* Record excerpts
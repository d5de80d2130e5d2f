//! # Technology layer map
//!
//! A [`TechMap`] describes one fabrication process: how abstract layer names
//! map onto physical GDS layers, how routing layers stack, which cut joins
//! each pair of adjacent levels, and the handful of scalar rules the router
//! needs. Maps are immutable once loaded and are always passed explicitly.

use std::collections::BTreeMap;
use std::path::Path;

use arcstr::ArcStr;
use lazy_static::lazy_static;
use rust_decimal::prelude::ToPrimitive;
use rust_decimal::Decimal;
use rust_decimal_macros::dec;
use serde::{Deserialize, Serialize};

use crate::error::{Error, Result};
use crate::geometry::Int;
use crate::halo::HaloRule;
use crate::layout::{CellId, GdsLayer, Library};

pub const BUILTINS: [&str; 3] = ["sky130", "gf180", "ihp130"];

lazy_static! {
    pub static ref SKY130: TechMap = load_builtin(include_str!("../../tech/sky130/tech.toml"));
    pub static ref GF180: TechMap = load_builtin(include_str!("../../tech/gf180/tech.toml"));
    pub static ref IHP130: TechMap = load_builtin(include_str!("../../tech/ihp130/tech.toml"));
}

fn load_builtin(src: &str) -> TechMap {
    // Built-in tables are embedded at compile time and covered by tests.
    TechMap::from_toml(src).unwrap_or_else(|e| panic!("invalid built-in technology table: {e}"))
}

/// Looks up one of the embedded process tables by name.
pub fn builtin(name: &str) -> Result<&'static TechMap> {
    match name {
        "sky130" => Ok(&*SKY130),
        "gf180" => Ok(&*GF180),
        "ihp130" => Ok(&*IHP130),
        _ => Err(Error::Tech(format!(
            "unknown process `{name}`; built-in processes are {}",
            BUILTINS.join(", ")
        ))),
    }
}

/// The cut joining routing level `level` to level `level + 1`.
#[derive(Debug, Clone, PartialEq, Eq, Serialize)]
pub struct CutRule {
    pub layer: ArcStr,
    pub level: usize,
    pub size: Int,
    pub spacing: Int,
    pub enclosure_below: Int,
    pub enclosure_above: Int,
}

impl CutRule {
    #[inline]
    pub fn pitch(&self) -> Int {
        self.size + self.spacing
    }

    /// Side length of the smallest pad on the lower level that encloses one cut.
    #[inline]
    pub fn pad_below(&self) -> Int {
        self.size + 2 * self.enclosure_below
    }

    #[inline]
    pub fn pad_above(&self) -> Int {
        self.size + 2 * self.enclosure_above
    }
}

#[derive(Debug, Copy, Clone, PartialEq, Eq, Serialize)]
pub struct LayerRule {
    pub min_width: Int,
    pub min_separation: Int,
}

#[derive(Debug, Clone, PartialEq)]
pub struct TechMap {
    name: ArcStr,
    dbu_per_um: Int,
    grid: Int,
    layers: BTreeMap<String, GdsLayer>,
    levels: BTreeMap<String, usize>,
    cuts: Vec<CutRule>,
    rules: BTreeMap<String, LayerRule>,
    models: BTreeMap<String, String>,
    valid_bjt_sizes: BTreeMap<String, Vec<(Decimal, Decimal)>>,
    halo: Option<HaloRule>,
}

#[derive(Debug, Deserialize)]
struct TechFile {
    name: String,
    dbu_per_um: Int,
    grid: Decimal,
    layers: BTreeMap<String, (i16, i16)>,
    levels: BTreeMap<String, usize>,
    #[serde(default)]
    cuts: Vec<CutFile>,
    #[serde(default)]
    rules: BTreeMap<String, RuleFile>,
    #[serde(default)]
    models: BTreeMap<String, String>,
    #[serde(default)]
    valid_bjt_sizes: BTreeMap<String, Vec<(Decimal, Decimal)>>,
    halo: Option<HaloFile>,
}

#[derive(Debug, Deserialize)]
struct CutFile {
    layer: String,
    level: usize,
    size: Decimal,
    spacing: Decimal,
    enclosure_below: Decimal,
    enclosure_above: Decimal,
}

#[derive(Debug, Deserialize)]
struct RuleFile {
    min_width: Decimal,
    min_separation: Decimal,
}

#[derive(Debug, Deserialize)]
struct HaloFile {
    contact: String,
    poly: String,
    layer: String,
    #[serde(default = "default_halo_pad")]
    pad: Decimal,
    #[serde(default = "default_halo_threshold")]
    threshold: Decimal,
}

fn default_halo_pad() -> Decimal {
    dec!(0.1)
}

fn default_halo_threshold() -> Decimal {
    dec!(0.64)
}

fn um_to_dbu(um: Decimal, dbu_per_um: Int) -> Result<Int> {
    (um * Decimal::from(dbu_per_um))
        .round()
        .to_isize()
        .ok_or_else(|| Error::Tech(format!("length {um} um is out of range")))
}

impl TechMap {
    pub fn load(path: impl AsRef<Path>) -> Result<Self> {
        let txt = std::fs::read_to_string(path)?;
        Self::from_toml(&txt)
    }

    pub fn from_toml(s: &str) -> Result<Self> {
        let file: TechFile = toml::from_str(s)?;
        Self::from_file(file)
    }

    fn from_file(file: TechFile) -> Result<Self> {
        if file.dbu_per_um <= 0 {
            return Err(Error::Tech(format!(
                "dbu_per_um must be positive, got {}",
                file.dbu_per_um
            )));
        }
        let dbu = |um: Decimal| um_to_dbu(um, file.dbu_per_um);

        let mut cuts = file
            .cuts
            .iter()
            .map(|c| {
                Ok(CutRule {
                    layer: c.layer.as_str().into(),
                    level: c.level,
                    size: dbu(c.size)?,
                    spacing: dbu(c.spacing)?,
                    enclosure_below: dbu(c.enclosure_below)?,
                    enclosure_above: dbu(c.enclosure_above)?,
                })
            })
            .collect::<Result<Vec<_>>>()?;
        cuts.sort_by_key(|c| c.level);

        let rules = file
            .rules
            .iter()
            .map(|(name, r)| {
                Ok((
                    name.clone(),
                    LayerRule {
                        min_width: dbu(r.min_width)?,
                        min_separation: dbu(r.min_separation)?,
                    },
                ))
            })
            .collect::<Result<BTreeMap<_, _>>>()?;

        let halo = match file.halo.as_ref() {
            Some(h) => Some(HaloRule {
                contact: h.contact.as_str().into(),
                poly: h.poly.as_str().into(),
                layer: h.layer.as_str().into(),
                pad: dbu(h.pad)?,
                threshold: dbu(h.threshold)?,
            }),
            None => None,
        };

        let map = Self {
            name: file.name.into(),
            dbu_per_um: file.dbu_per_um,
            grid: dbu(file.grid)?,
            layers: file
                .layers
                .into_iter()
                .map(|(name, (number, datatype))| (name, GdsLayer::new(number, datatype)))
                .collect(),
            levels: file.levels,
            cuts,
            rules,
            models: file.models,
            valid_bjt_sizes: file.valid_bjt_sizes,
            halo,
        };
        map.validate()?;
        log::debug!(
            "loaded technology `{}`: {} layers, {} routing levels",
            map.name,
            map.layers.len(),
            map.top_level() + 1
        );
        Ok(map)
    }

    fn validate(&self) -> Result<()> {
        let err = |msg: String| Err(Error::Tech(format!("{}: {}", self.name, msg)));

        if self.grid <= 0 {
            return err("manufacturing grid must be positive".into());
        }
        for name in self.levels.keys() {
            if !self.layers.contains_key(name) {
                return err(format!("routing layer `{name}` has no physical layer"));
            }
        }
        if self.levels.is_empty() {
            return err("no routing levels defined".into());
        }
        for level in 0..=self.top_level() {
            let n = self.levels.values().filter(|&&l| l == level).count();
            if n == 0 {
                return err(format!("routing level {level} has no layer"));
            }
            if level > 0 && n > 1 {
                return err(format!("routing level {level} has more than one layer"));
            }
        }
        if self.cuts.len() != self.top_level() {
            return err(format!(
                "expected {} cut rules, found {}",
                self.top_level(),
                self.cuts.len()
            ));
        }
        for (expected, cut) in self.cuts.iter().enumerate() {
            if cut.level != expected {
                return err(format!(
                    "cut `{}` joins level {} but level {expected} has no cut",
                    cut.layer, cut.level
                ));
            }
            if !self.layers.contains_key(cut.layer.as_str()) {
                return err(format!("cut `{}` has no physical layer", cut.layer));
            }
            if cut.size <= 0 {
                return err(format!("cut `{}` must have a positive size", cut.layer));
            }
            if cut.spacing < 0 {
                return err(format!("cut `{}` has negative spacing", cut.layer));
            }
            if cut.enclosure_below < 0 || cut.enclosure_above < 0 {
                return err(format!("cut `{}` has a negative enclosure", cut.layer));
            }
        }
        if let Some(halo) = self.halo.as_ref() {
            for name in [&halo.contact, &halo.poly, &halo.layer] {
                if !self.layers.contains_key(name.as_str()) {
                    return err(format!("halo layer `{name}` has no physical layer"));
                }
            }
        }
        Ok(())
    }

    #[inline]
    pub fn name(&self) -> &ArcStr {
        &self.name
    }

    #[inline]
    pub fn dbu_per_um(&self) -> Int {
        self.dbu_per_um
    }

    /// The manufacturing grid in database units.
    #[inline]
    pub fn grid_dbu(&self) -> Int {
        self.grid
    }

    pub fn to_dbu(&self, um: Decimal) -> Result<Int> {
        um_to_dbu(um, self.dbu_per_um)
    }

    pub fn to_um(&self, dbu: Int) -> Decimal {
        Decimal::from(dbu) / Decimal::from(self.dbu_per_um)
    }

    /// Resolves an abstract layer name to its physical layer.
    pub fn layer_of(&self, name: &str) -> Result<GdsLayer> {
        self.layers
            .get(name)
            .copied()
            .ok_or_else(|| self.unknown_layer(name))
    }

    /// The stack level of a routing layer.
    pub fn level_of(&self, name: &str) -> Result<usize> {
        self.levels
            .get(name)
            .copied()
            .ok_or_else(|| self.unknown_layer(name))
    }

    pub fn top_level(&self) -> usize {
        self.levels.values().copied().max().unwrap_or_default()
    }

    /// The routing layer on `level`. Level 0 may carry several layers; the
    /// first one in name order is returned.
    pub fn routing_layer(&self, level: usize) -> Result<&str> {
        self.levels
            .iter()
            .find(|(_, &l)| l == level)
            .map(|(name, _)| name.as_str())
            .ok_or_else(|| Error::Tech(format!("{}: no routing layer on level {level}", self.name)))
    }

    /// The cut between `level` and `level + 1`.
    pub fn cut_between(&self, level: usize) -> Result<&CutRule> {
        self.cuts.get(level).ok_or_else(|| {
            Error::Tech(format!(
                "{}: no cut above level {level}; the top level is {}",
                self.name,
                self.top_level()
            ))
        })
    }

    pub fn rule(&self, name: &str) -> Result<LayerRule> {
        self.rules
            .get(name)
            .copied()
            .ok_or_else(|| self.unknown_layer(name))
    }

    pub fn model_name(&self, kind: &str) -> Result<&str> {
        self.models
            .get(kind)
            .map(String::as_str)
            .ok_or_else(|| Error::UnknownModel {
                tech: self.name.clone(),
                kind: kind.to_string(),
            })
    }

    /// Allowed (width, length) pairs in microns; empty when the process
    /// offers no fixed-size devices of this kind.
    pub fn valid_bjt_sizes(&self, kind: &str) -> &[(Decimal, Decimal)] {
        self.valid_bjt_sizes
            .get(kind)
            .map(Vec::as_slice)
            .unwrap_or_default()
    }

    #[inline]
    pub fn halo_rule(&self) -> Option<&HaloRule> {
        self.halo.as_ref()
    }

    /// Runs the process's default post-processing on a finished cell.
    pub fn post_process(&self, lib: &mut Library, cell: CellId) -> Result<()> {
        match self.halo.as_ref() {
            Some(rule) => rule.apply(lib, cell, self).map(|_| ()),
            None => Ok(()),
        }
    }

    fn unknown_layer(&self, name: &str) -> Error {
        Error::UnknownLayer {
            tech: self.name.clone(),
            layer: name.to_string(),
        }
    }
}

==

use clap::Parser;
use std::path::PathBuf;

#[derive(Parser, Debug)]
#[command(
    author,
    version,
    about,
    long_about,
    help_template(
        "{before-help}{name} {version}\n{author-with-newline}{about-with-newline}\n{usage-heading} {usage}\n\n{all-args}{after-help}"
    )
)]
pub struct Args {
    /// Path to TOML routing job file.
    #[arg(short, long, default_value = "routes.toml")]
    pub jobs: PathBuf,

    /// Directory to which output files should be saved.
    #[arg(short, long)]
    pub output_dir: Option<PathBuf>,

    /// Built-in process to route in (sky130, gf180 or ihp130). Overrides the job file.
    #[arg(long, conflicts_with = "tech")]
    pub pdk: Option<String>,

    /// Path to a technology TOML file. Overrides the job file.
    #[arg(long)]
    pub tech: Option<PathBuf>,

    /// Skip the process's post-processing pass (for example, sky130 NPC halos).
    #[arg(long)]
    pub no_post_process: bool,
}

* To do
Sift the material for lines that include the word "abstract", and copy each one.

* Solution for this problem
//! A [`TechMap`] describes one fabrication process: how abstract layer names
    /// Resolves an abstract layer name to its physical layer.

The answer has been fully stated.